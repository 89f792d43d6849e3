use leptos::*;

use super::server::current_session;
use crate::portal::model::{ContentSchema, Session, SessionState, UserId};

/// The signed-in user as seen by the browser. Created once in [`App`](super::App)
/// and shared through context.
#[derive(Clone, Copy)]
pub struct SessionContext {
    version: RwSignal<u32>,
    resource: Resource<u32, Result<Option<Session>, ServerFnError>>,
}

impl SessionContext {
    pub fn provide() -> Self {
        let version = create_rw_signal(0);
        let resource = create_resource(move || version.get(), |_| current_session());
        let context = Self { version, resource };
        provide_context(context);
        context
    }

    /// Re-reads the session, e.g. after signing in or out.
    pub fn refresh(&self) {
        self.version.update(|version| *version += 1);
    }

    pub fn state(&self) -> SessionState {
        match self.resource.get() {
            None => SessionState::Resolving,
            Some(Ok(Some(session))) => SessionState::SignedIn(session),
            Some(Ok(None)) => SessionState::SignedOut,
            Some(Err(err)) => {
                tracing::warn!(%err, "could not resolve session");
                SessionState::SignedOut
            }
        }
    }

    pub fn is_resolved(&self) -> bool {
        self.state() != SessionState::Resolving
    }

    pub fn session(&self) -> Option<Session> {
        self.state().session().cloned()
    }

    pub fn may_create(&self, schema: &ContentSchema) -> bool {
        schema.may_create(self.session().as_ref())
    }

    pub fn may_modify(&self, schema: &ContentSchema, owner: Option<&UserId>) -> bool {
        schema.may_modify(self.session().as_ref(), owner)
    }
}

pub fn use_session() -> SessionContext {
    expect_context()
}
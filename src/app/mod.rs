pub mod assistant;
pub mod auth;
#[cfg(feature = "ssr")]
pub mod backend;
pub mod content;
pub mod profile;
pub mod server;
pub mod session;

use std::time::Duration;

use leptos::*;
use leptos_meta::*;
use leptos_router::*;

use self::{
    assistant::AssistantPage,
    auth::{LoginPage, ResetPage, SignupPage},
    content::ContentPage,
    profile::ProfilePage,
    server::{error_message, sign_out},
    session::{use_session, SessionContext},
};
use crate::{
    error_template::{AppError, ErrorTemplate},
    portal::model::ContentKind,
};

const NOTICE_TIMEOUT: Duration = Duration::from_secs(4);

#[derive(Debug, Clone, PartialEq, Eq)]
pub struct Notice {
    id: u32,
    text: String,
    error: bool,
}

/// Transient messages shown at the bottom of the page.
#[derive(Clone, Copy)]
pub struct Notices(RwSignal<Option<Notice>>);

impl Notices {
    fn provide() -> Self {
        let notices = Self(create_rw_signal(None));
        provide_context(notices);
        notices
    }

    pub fn info(&self, text: impl Into<String>) {
        self.show(text.into(), false);
    }

    pub fn error(&self, text: impl Into<String>) {
        self.show(text.into(), true);
    }

    pub fn server_error(&self, err: &ServerFnError) {
        self.error(error_message(err));
    }

    fn show(&self, text: String, error: bool) {
        let notices = self.0;
        let id = notices.with_untracked(|current| current.as_ref().map_or(0, |n| n.id + 1));
        notices.set(Some(Notice { id, text, error }));
        set_timeout(
            move || notices.update(|current| {
                if current.as_ref().is_some_and(|n| n.id == id) {
                    *current = None;
                }
            }),
            NOTICE_TIMEOUT,
        );
    }
}

pub fn use_notices() -> Notices {
    expect_context()
}

#[component]
pub fn App() -> impl IntoView {
    // Provides context that manages stylesheets, titles, meta tags, etc.
    provide_meta_context();
    let session = SessionContext::provide();
    let notices = Notices::provide();
    let ready = create_memo(move |_| session.is_resolved());

    view! {
        // id=leptos means cargo-leptos will hot-reload this stylesheet
        <Stylesheet id="leptos" href="/pkg/campus-portal.css"/>
        <Title text="Campus Portal"/>

        <Router fallback=|| {
            let mut outside_errors = Errors::default();
            outside_errors.insert_with_default_key(AppError::NotFound);
            view! {
                <ErrorTemplate outside_errors/>
            }
            .into_view()
        }>
            <Transition fallback=Loading>
                // registers the session read with this transition
                {move || session.state().session().map(|_| ())}
                <Show when=move || ready.get() fallback=Loading>
                    <Nav/>
                    <main>
                        <Routes>
                            <Route path="" view=HomePage/>
                            <Route path="/login" view=LoginPage/>
                            <Route path="/signup" view=SignupPage/>
                            <Route path="/reset" view=ResetPage/>
                            <Route path="/profile" view=ProfilePage/>
                            <Route path="/assistant" view=AssistantPage/>
                            <Route path="/notes" view=|| view! { <ContentPage kind=ContentKind::Notes/> }/>
                            <Route path="/papers" view=|| view! { <ContentPage kind=ContentKind::PreviousPapers/> }/>
                            <Route path="/forums" view=|| view! { <ContentPage kind=ContentKind::Forums/> }/>
                            <Route path="/lectures" view=|| view! { <ContentPage kind=ContentKind::LectureVideos/> }/>
                            <Route path="/mock-tests" view=|| view! { <ContentPage kind=ContentKind::MockTests/> }/>
                            <Route path="/faculty" view=|| view! { <ContentPage kind=ContentKind::Faculty/> }/>
                            <Route path="/lost-found" view=|| view! { <ContentPage kind=ContentKind::LostFound/> }/>
                        </Routes>
                    </main>
                </Show>
            </Transition>
            {move || notices.0.get().map(|notice| view! {
                <div class="notice" class:error=notice.error>{notice.text}</div>
            })}
        </Router>
    }
}

#[component]
fn Loading() -> impl IntoView {
    view! { <p class="loading">"Loading..."</p> }
}

#[component]
fn Nav() -> impl IntoView {
    let session = use_session();
    let notices = use_notices();
    let navigate = use_navigate();

    let on_sign_out = move |_: ev::MouseEvent| {
        let navigate = navigate.clone();
        spawn_local(async move {
            match sign_out().await {
                Ok(()) => {
                    session.refresh();
                    notices.info("Signed out");
                    navigate("/", Default::default());
                }
                Err(err) => notices.server_error(&err),
            }
        });
    };

    view! {
        <nav>
            <A href="/" class="brand">"Campus Portal"</A>
            <ul>
                {ContentKind::ALL
                    .into_iter()
                    .map(|kind| view! {
                        <li><A href=format!("/{}", kind.slug())>{kind.schema().display_name}</A></li>
                    })
                    .collect_view()}
                <li><A href="/assistant">"Assistant"</A></li>
            </ul>
            {move || match session.session() {
                Some(current) => view! {
                    <div class="account">
                        <A href="/profile">
                            {current.display_name.clone().unwrap_or(current.email.clone())}
                        </A>
                        {current.is_admin.then(|| view! { <span class="badge">"admin"</span> })}
                        <button on:click=on_sign_out.clone()>"Sign out"</button>
                    </div>
                }
                .into_view(),
                None => view! {
                    <div class="account">
                        <A href="/login">"Log in"</A>
                        <A href="/signup">"Sign up"</A>
                    </div>
                }
                .into_view(),
            }}
        </nav>
    }
}

fn blurb(kind: ContentKind) -> &'static str {
    match kind {
        ContentKind::Notes => "Lecture notes for every subject, as PDFs.",
        ContentKind::PreviousPapers => "Past exam papers by subject and regulation.",
        ContentKind::Forums => "Announcements and posters from clubs and departments.",
        ContentKind::LectureVideos => "Recorded lectures and video playlists.",
        ContentKind::MockTests => "Practice tests to prepare for exams.",
        ContentKind::Faculty => "Who teaches what, and how to reach them.",
        ContentKind::LostFound => "Lost something on campus? Found something?",
    }
}

/// Landing page with one card per section.
#[component]
fn HomePage() -> impl IntoView {
    let session = use_session();

    view! {
        <section class="home">
            <h1>
                {move || match session.session().and_then(|s| s.display_name) {
                    Some(name) => format!("Welcome back, {name}"),
                    None => "Welcome to the campus portal".to_string(),
                }}
            </h1>
            <div class="cards">
                {ContentKind::ALL
                    .into_iter()
                    .map(|kind| view! {
                        <A href=format!("/{}", kind.slug()) class="card">
                            <h2>{kind.schema().display_name}</h2>
                            <p>{blurb(kind)}</p>
                        </A>
                    })
                    .collect_view()}
                <A href="/assistant" class="card">
                    <h2>"Assistant"</h2>
                    <p>"Ask questions about campus life."</p>
                </A>
            </div>
        </section>
    }
}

§

» BRIEF: Go through the listing above line by line and say how many lines hold the word "notes". Reply with that number only.

» EXERCISE SOLUTION: 2